§ **PROBLEM TO SOLVE**: Scan the data below and state how many of its lines contain the word "sent", giving only the figure.

[Source records]
*** Begin section ***

//! Connection manager
//!
//! Tracks every live connection on this instance using DashMap for
//! concurrent access, and turns chat events into dispatch frames for the
//! connections that should see them.

use super::{Connection, Outbound};
use crate::protocol::GatewayMessage;
use carechat_core::{ChatEvent, Snowflake};
use dashmap::DashMap;
use std::collections::HashSet;
use std::sync::Arc;
use tokio::sync::mpsc;

pub struct ConnectionManager {
    /// Active connections by session ID
    connections: DashMap<String, Arc<Connection>>,

    /// User ID to session IDs mapping
    user_connections: DashMap<Snowflake, HashSet<String>>,
}

impl ConnectionManager {
    #[must_use]
    pub fn new() -> Self {
        Self {
            connections: DashMap::new(),
            user_connections: DashMap::new(),
        }
    }

    #[must_use]
    pub fn new_shared() -> Arc<Self> {
        Arc::new(Self::new())
    }

    /// Register a connection. The flag is true when it is the user's first
    /// connection on this instance.
    pub fn add_connection(
        &self,
        session_id: String,
        user_id: Snowflake,
        sender: mpsc::Sender<Outbound>,
    ) -> (Arc<Connection>, bool) {
        let connection = Connection::new(session_id.clone(), user_id, sender);
        self.connections.insert(session_id.clone(), connection.clone());

        let first = {
            let mut sessions = self.user_connections.entry(user_id).or_default();
            sessions.insert(session_id.clone());
            sessions.len() == 1
        };

        tracing::debug!(session_id = %session_id, user_id = %user_id, "Connection added");
        (connection, first)
    }

    /// Remove a connection. The flag is true when the user has no connection
    /// left on this instance.
    pub fn remove_connection(&self, session_id: &str) -> Option<(Arc<Connection>, bool)> {
        let (_, connection) = self.connections.remove(session_id)?;
        let user_id = connection.user_id();

        if let Some(mut sessions) = self.user_connections.get_mut(&user_id) {
            sessions.remove(session_id);
        }
        let last = self
            .user_connections
            .remove_if(&user_id, |_, sessions| sessions.is_empty())
            .is_some()
            || !self.user_connections.contains_key(&user_id);

        tracing::debug!(session_id = %session_id, user_id = %user_id, "Connection removed");
        Some((connection, last))
    }

    pub fn get_connection(&self, session_id: &str) -> Option<Arc<Connection>> {
        self.connections.get(session_id).map(|r| r.clone())
    }

    pub fn get_user_connections(&self, user_id: Snowflake) -> Vec<Arc<Connection>> {
        self.user_connections
            .get(&user_id)
            .map(|sessions| {
                sessions
                    .iter()
                    .filter_map(|sid| self.connections.get(sid).map(|c| c.clone()))
                    .collect()
            })
            .unwrap_or_default()
    }

    pub fn is_connected(&self, user_id: Snowflake) -> bool {
        self.user_connections.contains_key(&user_id)
    }

    pub async fn join_room(&self, session_id: &str, conversation_id: Snowflake) -> bool {
        match self.get_connection(session_id) {
            Some(connection) => {
                connection.join(conversation_id).await;
                tracing::trace!(session_id = %session_id, conversation_id = %conversation_id, "Joined room");
                true
            }
            None => false,
        }
    }

    pub async fn leave_room(&self, session_id: &str, conversation_id: Snowflake) -> bool {
        match self.get_connection(session_id) {
            Some(connection) => connection.leave(conversation_id).await,
            None => false,
        }
    }

    /// Send a frame to one session; returns false if it was not queued
    pub fn send_to_session(&self, session_id: &str, message: GatewayMessage) -> bool {
        let Some(connection) = self.get_connection(session_id) else {
            return false;
        };
        match connection.send(message) {
            Ok(()) => true,
            Err(e) => {
                tracing::debug!(session_id = %session_id, error = %e, "Frame dropped");
                false
            }
        }
    }

    /// Deliver an event to every connection of a user. Room-scoped events
    /// only reach connections that joined the event's conversation.
    pub async fn deliver(&self, user_id: Snowflake, event: &ChatEvent) -> usize {
        let room = room_of(event);
        if event.kind.is_room_scoped() && room.is_none() {
            tracing::debug!(event = %event.kind, "Room-scoped event without a conversation");
            return 0;
        }

        let message = GatewayMessage::from_event(event);
        let mut sent = 0;
        for connection in self.get_user_connections(user_id) {
            if let Some(room) = room.filter(|_| event.kind.is_room_scoped()) {
                if !connection.in_room(room).await {
                    continue;
                }
            }
            match connection.send(message.clone()) {
                Ok(()) => sent += 1,
                Err(e) => tracing::debug!(
                    session_id = %connection.session_id(),
                    event = %event.kind,
                    error = %e,
                    "Frame dropped"
                ),
            }
        }

        tracing::trace!(user_id = %user_id, event = %event.kind, sent, "Event delivered");
        sent
    }

    /// Deliver an event to every connection, optionally skipping one user
    pub fn deliver_all(&self, event: &ChatEvent, except: Option<Snowflake>) -> usize {
        let message = GatewayMessage::from_event(event);
        let mut sent = 0;

        for entry in &self.connections {
            if Some(entry.user_id()) == except {
                continue;
            }
            if entry.send(message.clone()).is_ok() {
                sent += 1;
            }
        }

        tracing::debug!(event = %event.kind, sent, "Event broadcast");
        sent
    }

    pub fn connection_count(&self) -> usize {
        self.connections.len()
    }

    /// Number of distinct users with a live connection
    pub fn user_count(&self) -> usize {
        self.user_connections.len()
    }
}

fn room_of(event: &ChatEvent) -> Option<Snowflake> {
    event.conversation_id().and_then(|id| Snowflake::parse(id).ok())
}

impl Default for ConnectionManager {
    fn default() -> Self {
        Self::new()
    }
}

impl std::fmt::Debug for ConnectionManager {
    fn fmt(&self, f: &mut std::fmt::Formatter<'_>) -> std::fmt::Result {
        f.debug_struct("ConnectionManager")
            .field("connections", &self.connections.len())
            .field("users", &self.user_connections.len())
            .finish()
    }
}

*** End section ***

§ **REPLY**: 8